Deborah Ann Woll spoke to CBSNews.com about what’s in store on the show this season; her character Jessica’s evolution in the series; and a special project she worked on recently outside of her normal vampire duties.
Below are excerpts from the interview:
How would you compare this upcoming season compared to past seasons?
I would say for me the big difference I’ve noticed this season is we’re kind of gathering into our story lines. I would say that circumstances have pulled a lot of people together. I work with a lot more people this year. The story lines are a little bigger, more focused, where more people are focused on the same plot.
That last scene in the season five finale, where Bill comes back to life as this powerful figure after it looked like he died, was pretty incredible. Will there be a resolution to that in the new season?
Definitely something happened to Bill. We’re not sure yet, we’ll find out as the season goes on. I think even Bill’s not quite sure what’s happened to Bill, so there’ll be some searching for him as well.
What will happen to Jessica in season six for her? It seems like she’s gone through some maturity in the last couple of seasons.
Even though she’ll be 17 forever, time is what matures us. She certainly has a lifetime of experience in the last season. Yes, I think that she’s evolving. I think that this season — while there’s definitely still that youthful — I like to think of Jessica as irrepressible, that you can’t really get her down. These terrible things happen, she does terrible things, she feels horrible about them, but somehow she’s able to rally her spirits and start again. I find that to be a really admirable quality. I think [in] this season that comes off in a big way. She’s gonna be really tested to see if she is mature enough to pick up the pieces and start again because every season she seems to be alone and looking for someone to be there for her and we’ll see who it is.
There was obviously a romantic chemistry between Jessica and Jason. But then in the season five finale, he treated her pretty cold.
He’s also brain-damaged at the time, too. We got to give him that. Hoyt’s gone for good now and Jason’s not giving her the time of day, and even though she may not know it yet at the end of season five, her maker [Bill] has been completely transformed in some way. She’s really on her own and I think she’s gonna cling to whatever she can find.
By the way, the scene in which Jessica glamours (hypnotizes) Hoyt into forgetting about her so he could move on with his life was one of the most poignant moments of last season.
I think it’s one of the most beautiful ways we’ve had a send-off. Jim Parrack was really dear, — certainly to me personally — but I think to all of us. I think it meant a lot to everyone that he got such a beautiful send-off, we all really wanted to do right by him.
How is it like working with Ryan Kwanten, who really made the character of Jason Stackhouse as his own?
Ryan is awesome. He really is. I have to say I hit the jackpot when it comes to the people I get to work with on the show.
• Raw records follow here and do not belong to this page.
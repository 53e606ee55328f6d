//! Messaging endpoint identifiers and per-chain defaults
//!
//! Endpoint ids follow the LayerZero V2 numbering: mainnets in the 30xxx
//! range, testnets in the 40xxx range.

use serde::Serialize;

use crate::types::ChannelId;

// ═══════════════════════════════════════════════════════════════════════════════
// MAINNET ENDPOINTS
// ═══════════════════════════════════════════════════════════════════════════════

/// Ethereum mainnet
pub const ETHEREUM: ChannelId = 30101;
/// BNB Chain
pub const BSC: ChannelId = 30102;
/// Arbitrum One
pub const ARBITRUM: ChannelId = 30110;
/// Polygon zkEVM
pub const POLYGON_ZKEVM: ChannelId = 30158;
/// zkSync Era
pub const ZKSYNC: ChannelId = 30165;
/// Linea
pub const LINEA: ChannelId = 30183;
/// Base
pub const BASE: ChannelId = 30184;
/// opBNB
pub const OPBNB: ChannelId = 30202;

// ═══════════════════════════════════════════════════════════════════════════════
// TESTNET ENDPOINTS
// ═══════════════════════════════════════════════════════════════════════════════

/// BNB Chain testnet
pub const BSC_TESTNET: ChannelId = 40102;
/// Ethereum Sepolia
pub const SEPOLIA: ChannelId = 40161;
/// Arbitrum Sepolia
pub const ARBITRUM_SEPOLIA: ChannelId = 40231;

// ═══════════════════════════════════════════════════════════════════════════════
// CHAIN INFO
// ═══════════════════════════════════════════════════════════════════════════════

/// Chain information structure
#[derive(Debug, Clone, Serialize)]
pub struct ChainInfo {
    pub channel: ChannelId,
    /// Human-readable chain name
    pub display_name: &'static str,
    /// EVM chain id
    pub chain_id: u64,
    /// Default destination gas for a sync message
    pub default_gas: u128,
    /// Whether the chain can originate locks
    pub origin: bool,
    pub production_ready: bool,
}

/// Get info for a known endpoint
pub fn get_chain_info(channel: ChannelId) -> Option<ChainInfo> {
    let info = |display_name, chain_id, default_gas, origin, production_ready| ChainInfo {
        channel,
        display_name,
        chain_id,
        default_gas,
        origin,
        production_ready,
    };
    match channel {
        ETHEREUM => Some(info("Ethereum", 1, 500_000, false, true)),
        BSC => Some(info("BNB Chain", 56, 500_000, true, true)),
        ARBITRUM => Some(info("Arbitrum One", 42161, 1_000_000, false, true)),
        POLYGON_ZKEVM => Some(info("Polygon zkEVM", 1101, 500_000, false, true)),
        ZKSYNC => Some(info("zkSync Era", 324, 2_000_000, false, true)),
        LINEA => Some(info("Linea", 59144, 500_000, false, true)),
        BASE => Some(info("Base", 8453, 500_000, false, true)),
        OPBNB => Some(info("opBNB", 204, 500_000, false, true)),
        BSC_TESTNET => Some(info("BNB Chain Testnet", 97, 500_000, true, false)),
        SEPOLIA => Some(info("Ethereum Sepolia", 11155111, 500_000, false, false)),
        ARBITRUM_SEPOLIA => Some(info("Arbitrum Sepolia", 421614, 1_000_000, false, false)),
        _ => None,
    }
}

/// Get all known endpoints
pub fn all_chains() -> Vec<ChainInfo> {
    [
        ETHEREUM,
        BSC,
        ARBITRUM,
        POLYGON_ZKEVM,
        ZKSYNC,
        LINEA,
        BASE,
        OPBNB,
        BSC_TESTNET,
        SEPOLIA,
        ARBITRUM_SEPOLIA,
    ]
    .into_iter()
    .filter_map(get_chain_info)
    .collect()
}

/// Get endpoints that can receive sync messages
pub fn destination_chains() -> Vec<ChainInfo> {
    all_chains().into_iter().filter(|c| !c.origin).collect()
}

/// Check if an endpoint id is known
pub fn is_known_chain(channel: ChannelId) -> bool {
    get_chain_info(channel).is_some()
}
//! Rail configuration.

use anyhow::{Context, Result};
use std::env;

use vesync_core::{chains, Address, AddressExt, EndpointConfig, NetworkSetup};

const DEFAULT_PORT: u16 = 3010;
const DEFAULT_GENESIS_TIME: u64 = 1_700_000_000;

/// Rail configuration.
#[derive(Clone, Debug)]
pub struct RailConfig {
    /// HTTP listen port.
    pub port: u16,
    /// Owner of every deployed sender, receiver and mirror.
    pub admin: Address,
    /// Endpoint id of the chain holding the lock ledger.
    pub origin_channel: u32,
    /// Endpoint id of the mirror chain.
    pub dest_channel: u32,
    /// Fee, executor and confirmation settings of the destination endpoint.
    pub endpoint: EndpointConfig,
    /// Clock value the devnet starts at.
    pub genesis_time: u64,
}

impl Default for RailConfig {
    fn default() -> Self {
        Self {
            port: DEFAULT_PORT,
            admin: Address::derive(b"vesync/admin"),
            origin_channel: chains::BSC,
            dest_channel: chains::ETHEREUM,
            endpoint: EndpointConfig::default(),
            genesis_time: DEFAULT_GENESIS_TIME,
        }
    }
}

impl RailConfig {
    /// Load configuration from environment variables.
    pub fn from_env() -> Result<Self> {
        let defaults = Self::default();
        let endpoint = EndpointConfig {
            base_fee: parse_var("VESYNC_BASE_FEE", defaults.endpoint.base_fee)?,
            gas_price: parse_var("VESYNC_GAS_PRICE", defaults.endpoint.gas_price)?,
            default_gas: parse_var("VESYNC_DEFAULT_GAS", defaults.endpoint.default_gas)?,
            fee_per_byte: parse_var("VESYNC_FEE_PER_BYTE", defaults.endpoint.fee_per_byte)?,
            max_message_size: parse_var(
                "VESYNC_MAX_MESSAGE_SIZE",
                defaults.endpoint.max_message_size,
            )?,
            confirmations: parse_var("VESYNC_CONFIRMATIONS", defaults.endpoint.confirmations)?,
        };

        let admin = match env::var("VESYNC_ADMIN") {
            Ok(value) => value
                .parse::<Address>()
                .context("VESYNC_ADMIN must be a 20-byte hex address")?,
            Err(_) => defaults.admin,
        };

        let config = Self {
            port: parse_var("PORT", defaults.port)?,
            admin,
            origin_channel: parse_var("VESYNC_ORIGIN_CHANNEL", defaults.origin_channel)?,
            dest_channel: parse_var("VESYNC_DEST_CHANNEL", defaults.dest_channel)?,
            endpoint,
            genesis_time: parse_var("VESYNC_GENESIS_TIME", defaults.genesis_time)?,
        };

        if config.origin_channel == config.dest_channel {
            anyhow::bail!(
                "VESYNC_ORIGIN_CHANNEL and VESYNC_DEST_CHANNEL must differ (both {})",
                config.origin_channel
            );
        }
        Ok(config)
    }

    pub fn network_setup(&self) -> NetworkSetup {
        NetworkSetup {
            owner: self.admin,
            origin_channel: self.origin_channel,
            dest_channel: self.dest_channel,
            endpoint: self.endpoint,
            genesis_time: self.genesis_time,
        }
    }
}

fn parse_var<T>(name: &str, default: T) -> Result<T>
where
    T: std::str::FromStr,
    T::Err: std::error::Error + Send + Sync + 'static,
{
    match env::var(name) {
        Ok(value) => value
            .trim()
            .parse()
            .with_context(|| format!("{} has an invalid value: {:?}", name, value)),
        Err(_) => Ok(default),
    }
}
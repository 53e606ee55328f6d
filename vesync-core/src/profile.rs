//! Profile activity flag on the origin chain and its destination mirror.

use std::collections::HashMap;

use serde::Serialize;
use tracing::debug;

use crate::error::SyncError;
use crate::types::Address;

/// Read interface the sender uses to snapshot a profile flag.
pub trait ProfileRegistry {
    fn is_active(&self, account: &Address) -> bool;
}

#[derive(Debug, Default, Clone, Serialize)]
pub struct InMemoryProfileRegistry {
    active: HashMap<Address, bool>,
}

impl InMemoryProfileRegistry {
    pub fn new() -> Self {
        Self::default()
    }

    pub fn create_profile(&mut self, account: &Address) {
        self.active.insert(*account, true);
    }

    pub fn pause_profile(&mut self, account: &Address) -> Result<(), SyncError> {
        self.set_active(account, false)
    }

    pub fn reactivate_profile(&mut self, account: &Address) -> Result<(), SyncError> {
        self.set_active(account, true)
    }

    fn set_active(&mut self, account: &Address, active: bool) -> Result<(), SyncError> {
        let flag = self
            .active
            .get_mut(account)
            .ok_or_else(|| SyncError::Unauthorized(format!("{} has no profile", account)))?;
        *flag = active;
        Ok(())
    }
}

impl ProfileRegistry for InMemoryProfileRegistry {
    fn is_active(&self, account: &Address) -> bool {
        self.active.get(account).copied().unwrap_or(false)
    }
}

/// Destination-side copy of the profile flag, written only by its receiver.
#[derive(Debug, Clone, Serialize)]
pub struct ProfileMirror {
    address: Address,
    owner: Address,
    receiver: Address,
    active: HashMap<Address, bool>,
}

impl ProfileMirror {
    pub fn new(address: Address, owner: Address, receiver: Address) -> Self {
        Self {
            address,
            owner,
            receiver,
            active: HashMap::new(),
        }
    }

    pub fn address(&self) -> Address {
        self.address
    }

    pub fn receiver(&self) -> Address {
        self.receiver
    }

    pub fn is_active(&self, account: &Address) -> bool {
        self.active.get(account).copied().unwrap_or(false)
    }

    pub fn ensure_receiver(&self, caller: &Address) -> Result<(), SyncError> {
        if *caller != self.receiver {
            return Err(SyncError::Unauthorized(format!(
                "{} is not the receiver of profile mirror {}",
                caller, self.address
            )));
        }
        Ok(())
    }

    pub fn sync(&mut self, caller: &Address, account: &Address, active: bool) -> Result<(), SyncError> {
        self.ensure_receiver(caller)?;
        self.active.insert(*account, active);
        debug!(account = %account, active, "profile flag mirrored");
        Ok(())
    }

    pub fn update_receiver(&mut self, caller: &Address, receiver: Address) -> Result<(), SyncError> {
        if *caller != self.owner {
            return Err(SyncError::Unauthorized("caller is not the owner".into()));
        }
        self.receiver = receiver;
        Ok(())
    }
}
I mostly work with Steve and then Jim previously and Ryan and all of them are just the kindest, most respectful and most talented. Ryan is just to watch him on set — sometimes I forget I’m doing a scene and I’m just observing — because he’s so excellent and he’s fun to hang out with as well. These are long days and 40 percent of them is just waiting around and it’s nice to have someone who is interesting and fun to talk to. He’s a smart, kind man.
Outside of True Blood, you served as an executive producer of a new documentary called Running Blind, which tells the story of EJ Scott, who has a degenerative eye disease called Choroideremia — and yet ran in 12 marathons in 12 states in one year while blindfolded. How did you get involved with that?
[EJ] is my boyfriend. This was a charity event, a fundraiser he was doing last year. We are trying to raise awareness and fund for a cure. But also this is a great story about people who face challenges and rise above them. We ended up making this short doc and we had a premiere at the Telluride Mountain Film Festival a couple of weekends ago. We’re very excited. It was really hard for him, but he did a great job.
From what you did on Running Blind, do you foresee yourself doing more behind-the-scenes work as your career progresses in addition to acting?
Not really. I think I did this because it was really close to my heart. It was very personal and I wanted to support EJ in what he was doing. I’m a bit of a writer — I’ve done a little bit of that. But mostly acting is really where my heart is and that’s what I really want to do.